"""

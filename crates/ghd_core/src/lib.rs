//! GHD Core - scene descriptors and render settings.
//!
//! This crate holds the data handed to the renderer by its collaborators:
//!
//! - **Scene descriptors**: `SceneDescription`, `ObjectDescription`,
//!   `ShapeDescription`, `MaterialDescription`
//! - **Render settings**: `RenderSettings`, `CameraSettings`
//!
//! Both are plain serde types. Validation lives here too, so a bad
//! configuration is rejected before any renderer state is touched.
//!
//! # Example
//!
//! ```
//! use ghd_core::{MaterialDescription, SceneDescription};
//! use ghd_math::Vec3;
//!
//! let mut scene = SceneDescription::new("single sphere");
//! scene.add_sphere(
//!     Vec3::new(0.0, 0.0, -1.0),
//!     0.5,
//!     MaterialDescription::Lambertian { albedo: Vec3::splat(0.5) },
//! );
//! assert!(scene.validate().is_ok());
//! ```

pub mod error;
pub mod scene;
pub mod settings;

// Re-export commonly used types
pub use error::{ConfigError, ConfigResult};
pub use scene::{MaterialDescription, ObjectDescription, SceneDescription, ShapeDescription};
pub use settings::{CameraSettings, RenderSettings};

"""

*Your instructions:* Each entry is to be written out exactly as it was given.

*Written answer:*
filename crates/ghd_core/src/lib.rs
//! GHD Core - scene descriptors and render settings.
//!
//! This crate holds the data handed to the renderer by its collaborators:
//!
//! - **Scene descriptors**: `SceneDescription`, `ObjectDescription`,
//!   `ShapeDescription`, `MaterialDescription`
//! - **Render settings**: `RenderSettings`, `CameraSettings`
//!
//! Both are plain serde types. Validation lives here too, so a bad
//! configuration is rejected before any renderer state is touched.
//!
//! # Example
//!
//! ```
//! use ghd_core::{MaterialDescription, SceneDescription};
//! use ghd_math::Vec3;
//!
//! let mut scene = SceneDescription::new("single sphere");
//! scene.add_sphere(
//!     Vec3::new(0.0, 0.0, -1.0),
//!     0.5,
//!     MaterialDescription::Lambertian { albedo: Vec3::splat(0.5) },
//! );
//! assert!(scene.validate().is_ok());
//! ```

pub mod error;
pub mod scene;
pub mod settings;

// Re-export commonly used types
pub use error::{ConfigError, ConfigResult};
pub use scene::{MaterialDescription, ObjectDescription, SceneDescription, ShapeDescription};
pub use settings::{CameraSettings, RenderSettings};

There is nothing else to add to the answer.